Bracing for Changes in Mining and Infrastructure Codes in Guinea

April 23, 2011


A “mining turbulence” is raging in Guinea as sweeping changes to mining & infrastructure laws are planned for the first time in 16 years. A 33% “blocking minority” state ownership and cleaning up decades of corruption and bureaucratic nationalism are souring relations between government and miners scrambling to reassure the market their Guinean assets are safe. A new market-friendly regime that helps miners build social licence to operate & protect shareholder value will be mutually beneficial.


Guinea is the world’s largest supplier of bauxite (between 25 & 40bn tons, spread across much of the country), the raw material refined into alumina that is then smelted into aluminum metal. Tragically, much of this wealth has been frittered away in corruption and bureaucratic nationalism for decades while mining companies smiled to the bank.

In January, newly elected President Alpha Conde announced plans for a 30% state participation rate. Under current law, the government does not have a right to participate in bauxite and iron ore, let alone share in the profits; instead, it has to pay mining companies to take the ore. It’s only in gold and diamond mining that the government has a right to a 15% share in the assets. The new regime will bring all mineral resources under one participation rate. All current mining contracts would be renegotiated, just as the government will become more rigorous in its application of licensing terms. Significantly, the new mining code will punish companies caught bribing officials and would retroactively punish current license holders if it was established that they were involved in any bribery. Remarkably, George Soros is assisting with these reforms “because Guinea could not afford to pay international consultants.”

The January announcement alarmed the market, hitherto used to back-rubbing between massively corrupt past regimes and mining multinationals, namely Vale SA, Rio Tinto, Global Alumina, Rusal, Chinalco, South Africa’s BSG Resources, and Bellzone Mining. Since then the government has tried to calm nerves by saying that its quest for “blocking minority” stake was not a hard and fast plan.

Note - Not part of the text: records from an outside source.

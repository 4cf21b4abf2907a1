//! Fixed-capacity entity pool
//!
//! A pool owns exactly `capacity` entities for the whole session. Alive
//! entities always occupy the prefix `items[..alive]`, so per-frame iteration
//! touches only the live ones. Spawning takes the first dead slot; expiring
//! swaps the entity with the last live one and shrinks the prefix.

use glam::Vec2;

use super::entity::{Poolable, Step};

#[derive(Debug, Clone)]
pub struct Pool<T: Poolable> {
    items: Vec<T>,
    /// Length of the alive prefix
    alive: usize,
}

impl<T: Poolable> Pool<T> {
    /// Allocate `capacity` dead entities from `factory`
    pub fn new(capacity: usize, mut factory: impl FnMut() -> T) -> Self {
        let mut items = Vec::with_capacity(capacity);
        for _ in 0..capacity {
            let mut item = factory();
            item.clear();
            items.push(item);
        }
        Self { items, alive: 0 }
    }

    /// Total number of slots, alive or dead
    #[inline]
    pub fn capacity(&self) -> usize {
        self.items.len()
    }

    #[inline]
    pub fn alive_count(&self) -> usize {
        self.alive
    }

    /// True when no dead slot is left
    #[inline]
    pub fn is_saturated(&self) -> bool {
        self.alive == self.items.len()
    }

    /// The alive prefix
    pub fn alive(&self) -> &[T] {
        &self.items[..self.alive]
    }

    pub fn alive_mut(&mut self) -> &mut [T] {
        &mut self.items[..self.alive]
    }

    /// Every slot, alive prefix first
    pub fn slots(&self) -> &[T] {
        &self.items
    }

    /// Spawn one entity. Returns `false` (and does nothing) when saturated.
    pub fn acquire(&mut self, pos: Vec2, speed: f32) -> bool {
        if self.is_saturated() {
            log::trace!("pool saturated ({} slots), acquire ignored", self.items.len());
            return false;
        }
        self.items[self.alive].spawn(pos, speed);
        self.alive += 1;
        true
    }

    /// Spawn two entities or neither
    pub fn acquire_two(&mut self, a: (Vec2, f32), b: (Vec2, f32)) -> bool {
        if self.items.len() - self.alive < 2 {
            log::trace!("pool cannot fit a pair, acquire_two ignored");
            return false;
        }
        self.acquire(a.0, a.1);
        self.acquire(b.0, b.1);
        true
    }

    /// Run `step` on every alive entity in prefix order, recycling the ones
    /// that report [`Step::Expire`].
    pub fn advance_all(&mut self, mut step: impl FnMut(&mut T) -> Step) {
        let mut i = 0;
        while i < self.alive {
            match step(&mut self.items[i]) {
                Step::Keep => i += 1,
                Step::Expire => {
                    self.items[i].clear();
                    self.alive -= 1;
                    // The last live entity moves into slot i and is visited next
                    self.items.swap(i, self.alive);
                }
            }
        }
    }

    /// Clear every entity
    pub fn reset(&mut self) {
        for item in &mut self.items {
            item.clear();
        }
        self.alive = 0;
    }

    /// Check the alive-prefix invariant against the entities' own flags
    pub fn is_partitioned(&self) -> bool {
        self.items[..self.alive].iter().all(|e| e.is_alive())
            && self.items[self.alive..].iter().all(|e| !e.is_alive())
    }
}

Last week’, the government canceled the 640 km Kankan-to-Conakry railway project targeting Rio Tinto’s Simandou iron-ore project under construction. Simandou has been dubbed “the largest integrated mine-and-infrastructure project ever developed in Africa” expected to top the $10bn mark. Vale’s Zogota mine at Simandou, scheduled to begin production in 2012 is expected to reach 95mn ton a year within five years. The project is being built in partnership with the Chinese State-owned company Chinalco, the World Bank’s International Finance Corporation (IFC) and Rio Tinto.  Simandou alone will make West Africa one of the world’s foremost iron-ore exporters, comparable with established producers like Brazil and Australia.

Analyses are solely the work of the authors and have not been edited or endorsed by GLG.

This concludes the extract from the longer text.